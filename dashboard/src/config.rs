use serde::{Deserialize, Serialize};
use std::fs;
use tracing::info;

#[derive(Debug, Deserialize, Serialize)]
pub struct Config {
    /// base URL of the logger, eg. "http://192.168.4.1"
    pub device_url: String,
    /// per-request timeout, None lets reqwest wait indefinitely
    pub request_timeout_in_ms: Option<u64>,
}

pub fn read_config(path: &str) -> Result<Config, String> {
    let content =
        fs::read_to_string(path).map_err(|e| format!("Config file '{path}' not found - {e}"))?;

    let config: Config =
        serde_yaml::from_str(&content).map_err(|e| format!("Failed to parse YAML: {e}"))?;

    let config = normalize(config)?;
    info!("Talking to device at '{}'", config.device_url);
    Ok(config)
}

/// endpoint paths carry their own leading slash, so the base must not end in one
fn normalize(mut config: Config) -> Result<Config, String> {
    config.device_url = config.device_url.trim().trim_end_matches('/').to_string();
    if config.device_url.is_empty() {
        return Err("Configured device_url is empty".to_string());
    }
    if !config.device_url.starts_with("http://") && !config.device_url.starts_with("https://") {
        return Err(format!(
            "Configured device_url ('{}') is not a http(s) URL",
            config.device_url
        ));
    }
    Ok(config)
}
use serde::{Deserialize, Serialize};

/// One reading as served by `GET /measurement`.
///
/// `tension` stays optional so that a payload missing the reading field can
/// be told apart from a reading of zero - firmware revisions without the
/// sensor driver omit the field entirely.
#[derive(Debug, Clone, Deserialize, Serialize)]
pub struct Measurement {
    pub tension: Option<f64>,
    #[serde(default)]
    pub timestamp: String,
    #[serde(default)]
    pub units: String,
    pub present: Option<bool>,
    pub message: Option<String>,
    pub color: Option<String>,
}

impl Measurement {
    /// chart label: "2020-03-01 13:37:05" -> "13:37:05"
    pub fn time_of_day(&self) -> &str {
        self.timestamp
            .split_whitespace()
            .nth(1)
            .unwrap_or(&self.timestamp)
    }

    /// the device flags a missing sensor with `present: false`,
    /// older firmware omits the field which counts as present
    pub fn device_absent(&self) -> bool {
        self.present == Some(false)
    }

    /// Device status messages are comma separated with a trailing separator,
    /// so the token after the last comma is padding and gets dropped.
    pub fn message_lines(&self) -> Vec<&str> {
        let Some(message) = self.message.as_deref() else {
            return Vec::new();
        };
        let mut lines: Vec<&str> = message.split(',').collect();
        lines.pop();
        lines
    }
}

——————

Work item -
With nothing added or dropped, write out every entry.

Response box -
filename dashboard/src/config.rs
use serde::{Deserialize, Serialize};
use std::fs;
use tracing::info;

#[derive(Debug, Deserialize, Serialize)]
pub struct Config {
    /// base URL of the logger, eg. "http://192.168.4.1"
    pub device_url: String,
    /// per-request timeout, None lets reqwest wait indefinitely
    pub request_timeout_in_ms: Option<u64>,
}

pub fn read_config(path: &str) -> Result<Config, String> {
    let content =
        fs::read_to_string(path).map_err(|e| format!("Config file '{path}' not found - {e}"))?;

    let config: Config =
        serde_yaml::from_str(&content).map_err(|e| format!("Failed to parse YAML: {e}"))?;

    let config = normalize(config)?;
    info!("Talking to device at '{}'", config.device_url);
    Ok(config)
}

/// endpoint paths carry their own leading slash, so the base must not end in one
fn normalize(mut config: Config) -> Result<Config, String> {
    config.device_url = config.device_url.trim().trim_end_matches('/').to_string();
    if config.device_url.is_empty() {
        return Err("Configured device_url is empty".to_string());
    }
    if !config.device_url.starts_with("http://") && !config.device_url.starts_with("https://") {
        return Err(format!(
            "Configured device_url ('{}') is not a http(s) URL",
            config.device_url
        ));
    }
    Ok(config)
}
use serde::{Deserialize, Serialize};

/// One reading as served by `GET /measurement`.
///
/// `tension` stays optional so that a payload missing the reading field can
/// be told apart from a reading of zero - firmware revisions without the
/// sensor driver omit the field entirely.
#[derive(Debug, Clone, Deserialize, Serialize)]
pub struct Measurement {
    pub tension: Option<f64>,
    #[serde(default)]
    pub timestamp: String,
    #[serde(default)]
    pub units: String,
    pub present: Option<bool>,
    pub message: Option<String>,
    pub color: Option<String>,
}

impl Measurement {
    /// chart label: "2020-03-01 13:37:05" -> "13:37:05"
    pub fn time_of_day(&self) -> &str {
        self.timestamp
            .split_whitespace()
            .nth(1)
            .unwrap_or(&self.timestamp)
    }

    /// the device flags a missing sensor with `present: false`,
    /// older firmware omits the field which counts as present
    pub fn device_absent(&self) -> bool {
        self.present == Some(false)
    }

    /// Device status messages are comma separated with a trailing separator,
    /// so the token after the last comma is padding and gets dropped.
    pub fn message_lines(&self) -> Vec<&str> {
        let Some(message) = self.message.as_deref() else {
            return Vec::new();
        };
        let mut lines: Vec<&str> = message.split(',').collect();
        lines.pop();
        lines
    }
}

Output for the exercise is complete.